The massive turnout at Dighe's August 27 funeral was testimony to the following he had managed since he joined the Sena in the early 1970s. Around one lakh people crowded the Arya Vidya Mandir grounds where his last rites were performed. Local cable channels even beamed the footage.

Meanwhile, Thackeray was conspicuous by his absence. He said that he had started for the funeral but was contacted by the police and asked to stay away for security reasons. The home department, however, denies this. Senior Sena leaders say that the relationship between Dighe and Thackeray had been increasingly strained and the latter's decision to stay away may have been deliberate. "For Sena leaders, saheb is the final authority. Dighe had been exceeding his brief, become difficult to control. He was also growing far too powerful in his own right," a Sena leader told Outlook. Dighe had clashed with his mentor in 1998 also, when he had tried to oust Thane municipal commissioner T. Chandrasekhar from his post while the Sena chief backed the latter.

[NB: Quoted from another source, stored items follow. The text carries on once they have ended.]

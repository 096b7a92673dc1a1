//! Scrapers for the three source formats.

use crate::proxy::sources::protocol_hint;
use crate::proxy::ProxyEndpoint;
use anyhow::Result;
use reqwest::Client;
use scraper::{Html, Selector};

/// Parse an HTML-table source. Column 0 is the address, column 1 the port,
/// column 6 (when present) says whether HTTPS is supported.
pub async fn scrape_html_source(client: &Client, url: &str, max: usize) -> Result<Vec<ProxyEndpoint>> {
    let body = client.get(url).send().await?.text().await?;
    Ok(parse_proxy_table(&body, url, max))
}

/// Parse a raw `ip:port` line source.
pub async fn scrape_text_source(client: &Client, url: &str, max: usize) -> Result<Vec<ProxyEndpoint>> {
    let body = client.get(url).send().await?.text().await?;
    Ok(parse_proxy_lines(&body, protocol_hint(url), url, max))
}

/// Parse an API source: geonode answers JSON, the rest answer `ip:port` text.
pub async fn scrape_api_source(client: &Client, url: &str, max: usize) -> Result<Vec<ProxyEndpoint>> {
    if url.contains("geonode") {
        let payload: serde_json::Value = client.get(url).send().await?.json().await?;
        return Ok(parse_geonode(&payload, max));
    }
    scrape_text_source(client, url, max).await
}

fn parse_proxy_table(body: &str, source: &str, max: usize) -> Vec<ProxyEndpoint> {
    let document = Html::parse_document(body);
    let mut endpoints = Vec::new();

    let (Ok(row_sel), Ok(cell_sel)) = (Selector::parse("table tr"), Selector::parse("td")) else {
        return endpoints;
    };

    for row in document.select(&row_sel).skip(1).take(max) {
        let cells: Vec<String> = row
            .select(&cell_sel)
            .map(|c| c.text().collect::<String>().trim().to_string())
            .collect();
        if cells.len() < 2 {
            continue;
        }

        let Ok(port) = cells[1].parse::<u16>() else {
            continue;
        };
        let protocol = if cells.len() > 6 && cells[6].to_lowercase().contains("yes") {
            "https"
        } else {
            "http"
        };
        endpoints.push(ProxyEndpoint::new(protocol, &cells[0], port, source));
    }

    endpoints
}

fn parse_proxy_lines(body: &str, protocol: &str, source: &str, max: usize) -> Vec<ProxyEndpoint> {
    body.lines()
        .take(max)
        .filter_map(|line| ProxyEndpoint::parse_line(line, protocol, source))
        .collect()
}

fn parse_geonode(payload: &serde_json::Value, max: usize) -> Vec<ProxyEndpoint> {
    let mut endpoints = Vec::new();
    let Some(entries) = payload.get("data").and_then(|d| d.as_array()) else {
        return endpoints;
    };

    for entry in entries.iter().take(max) {
        let Some(ip) = entry.get("ip").and_then(|v| v.as_str()) else {
            continue;
        };
        let Some(port) = entry
            .get("port")
            .and_then(|v| v.as_str())
            .and_then(|p| p.parse::<u16>().ok())
        else {
            continue;
        };
        let protocol = entry
            .get("protocols")
            .and_then(|p| p.as_array())
            .and_then(|p| p.first())
            .and_then(|p| p.as_str())
            .unwrap_or("http");
        endpoints.push(ProxyEndpoint::new(protocol, ip, port, "geonode"));
    }

    endpoints
}

#[cfg(test)]
mod tests {
    use super::*;
    use serde_json::json;

    #[test]
    fn test_parse_proxy_table() {
        let html = r#"
            <table>
              <tr><th>IP</th><th>Port</th></tr>
              <tr><td>10.0.0.1</td><td>8080</td><td>US</td><td>x</td><td>x</td><td>x</td><td>yes</td></tr>
              <tr><td>10.0.0.2</td><td>3128</td><td>DE</td><td>x</td><td>x</td><td>x</td><td>no</td></tr>
              <tr><td>garbage</td><td>notaport</td></tr>
            </table>"#;

        let endpoints = parse_proxy_table(html, "test", 50);
        assert_eq!(endpoints.len(), 2);
        assert_eq!(endpoints[0].protocol, "https");
        assert_eq!(endpoints[0].host, "10.0.0.1");
        assert_eq!(endpoints[0].port, 8080);
        assert_eq!(endpoints[1].protocol, "http");
    }

    #[test]
    fn test_parse_proxy_lines_skips_junk() {
        let body = "1.2.3.4:8080\n# comment\n\nnot-a-proxy\n5.6.7.8:3128";
        let endpoints = parse_proxy_lines(body, "http", "test", 50);
        assert_eq!(endpoints.len(), 2);
        assert_eq!(endpoints[1].host, "5.6.7.8");
    }

    #[test]
    fn test_parse_proxy_lines_respects_cap() {
        let body = "1.1.1.1:80\n2.2.2.2:80\n3.3.3.3:80";
        assert_eq!(parse_proxy_lines(body, "http", "test", 2).len(), 2);
    }

    #[test]
    fn test_parse_geonode() {
        let payload = json!({
            "data": [
                {"ip": "9.9.9.9", "port": "8000", "protocols": ["https"]},
                {"ip": "8.8.8.8", "port": "bad", "protocols": ["http"]},
                {"port": "9000"}
            ]
        });
        let endpoints = parse_geonode(&payload, 50);
        assert_eq!(endpoints.len(), 1);
        assert_eq!(endpoints[0].protocol, "https");
        assert_eq!(endpoints[0].port, 8000);
    }
}
//! Database error leakage signatures.
//!
//! Detection is error-based only: a response body is classified positive
//! when any signature matches, case-insensitively. Timing analysis does not
//! exist here; a target that only delays, without echoing a database error,
//! is never flagged.

use anyhow::{Context, Result};
use regex::RegexBuilder;

/// Database dialect a signature points at. The prober only cares about
/// presence; the dialect tag exists for reporting.
#[derive(Debug, Clone, Copy, PartialEq, Eq)]
pub enum Dialect {
    MySql,
    Postgres,
    Mssql,
    Oracle,
    Generic,
}

impl std::fmt::Display for Dialect {
    fn fmt(&self, f: &mut std::fmt::Formatter<'_>) -> std::fmt::Result {
        match self {
            Dialect::MySql => write!(f, "MySQL"),
            Dialect::Postgres => write!(f, "PostgreSQL"),
            Dialect::Mssql => write!(f, "Microsoft SQL Server"),
            Dialect::Oracle => write!(f, "Oracle"),
            Dialect::Generic => write!(f, "Generic SQL"),
        }
    }
}

const PATTERNS: &[(&str, Dialect)] = &[
    (r"SQL syntax.*MySQL", Dialect::MySql),
    (r"Warning.*mysql_.*", Dialect::MySql),
    (r"MySQLSyntaxErrorException", Dialect::MySql),
    (r"valid MySQL result", Dialect::MySql),
    (r"PostgreSQL.*ERROR", Dialect::Postgres),
    (r"Warning.*pg_.*", Dialect::Postgres),
    (r"valid PostgreSQL result", Dialect::Postgres),
    (r"Npgsql\.", Dialect::Postgres),
    (r"Driver.* SQL[-_ ]*Server", Dialect::Mssql),
    (r"OLE DB.* SQL Server", Dialect::Mssql),
    (r"SQLServer JDBC Driver", Dialect::Mssql),
    (r"SqlException", Dialect::Generic),
    (r"Oracle error", Dialect::Oracle),
    (r"Oracle.*Driver", Dialect::Oracle),
    (r"Warning.*oci_.*", Dialect::Oracle),
    (r"Warning.*ora_.*", Dialect::Oracle),
];

struct Signature {
    pattern: regex::Regex,
    dialect: Dialect,
}

/// Compiled signature set. Construction compiles every pattern up front so a
/// malformed pattern aborts startup instead of surfacing mid-batch.
pub struct SignatureSet {
    signatures: Vec<Signature>,
}

impl SignatureSet {
    pub fn new() -> Result<Self> {
        let mut signatures = Vec::with_capacity(PATTERNS.len());
        for (pattern, dialect) in PATTERNS {
            let compiled = RegexBuilder::new(pattern)
                .case_insensitive(true)
                .build()
                .with_context(|| format!("invalid error signature pattern: {pattern}"))?;
            signatures.push(Signature {
                pattern: compiled,
                dialect: *dialect,
            });
        }
        Ok(Self { signatures })
    }

    /// True iff any signature matches the body. Stops at the first hit.
    pub fn classify(&self, body: &str) -> bool {
        self.signatures.iter().any(|s| s.pattern.is_match(body))
    }

    /// Dialect of the first matching signature, if any.
    pub fn dialect_of(&self, body: &str) -> Option<Dialect> {
        self.signatures
            .iter()
            .find(|s| s.pattern.is_match(body))
            .map(|s| s.dialect)
    }

    pub fn len(&self) -> usize {
        self.signatures.len()
    }

    pub fn is_empty(&self) -> bool {
        self.signatures.is_empty()
    }
}

#[cfg(test)]
mod tests {
    use super::*;

    #[test]
    fn test_mysql_error_classifies_positive() {
        let set = SignatureSet::new().unwrap();
        let body = "You have an error in your SQL syntax; check the manual \
                    that corresponds to your MySQL server version";
        assert!(set.classify(body));
        assert_eq!(set.dialect_of(body), Some(Dialect::MySql));
    }

    #[test]
    fn test_matching_is_case_insensitive() {
        let set = SignatureSet::new().unwrap();
        assert!(set.classify("warning: MYSQL_fetch_array() expects parameter 1"));
        assert!(set.classify("ORACLE ERROR ORA-01756"));
    }

    #[test]
    fn test_clean_body_classifies_negative() {
        let set = SignatureSet::new().unwrap();
        let body = "<html><body><h1>Product catalog</h1><p>42 items</p></body></html>";
        assert!(!set.classify(body));
        assert!(set.dialect_of(body).is_none());
    }

    #[test]
    fn test_classification_is_pure() {
        let set = SignatureSet::new().unwrap();
        let positive = "Npgsql.PostgresException: 42601";
        let negative = "nothing to see";

        // Same input, same answer, regardless of call order.
        for _ in 0..3 {
            assert!(set.classify(positive));
            assert!(!set.classify(negative));
        }
    }

    #[test]
    fn test_all_patterns_compile() {
        let set = SignatureSet::new().unwrap();
        assert_eq!(set.len(), 16);
    }
}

Such was Dighe's clout that he used to hold a parallel "durbar" every evening at his Tembi Naka residence. A bachelor, Dighe ran his court till the early hours of the morning. A senior citizen from the area says: "Dighe was like an alternative government. People came to him with all kinds of disputes and he would dispense instant justice. No one dared to cross him."

Dighe's fearsome hold over the region grew in the 1980s when political life was becoming increasingly criminalised. In 1989, "Dharmaveer", as he was popularly known, was implicated in the brutal murder of fellow Sainik, Sridhar Khopkar, and gained the dubious distinction of being among the first to be arrested under the Terrorist And Disruptive Activities (Prevention) Act, 1987. Khopkar, a corporator, was suspected to have cross-voted in the mayoral elections which led to the Sena candidate's defeat. A month later, Khopkar was hacked to death in broad daylight. Dighe was released on bail and the case is still pending in the tada court. He is also believed to have ordered murderous attacks on several journalists who had dared to criticise him.

Dighe's passing is undoubtedly a huge blow to the party's prospects, especially in view of the fact that municipal elections are slated for February. "Dighe's death has created a vacuum for the party in Thane," acknowledged Sena MP from Thane constituency, Prakash Paranjape. It's still not clear who stands to inherit Dighe's mantle.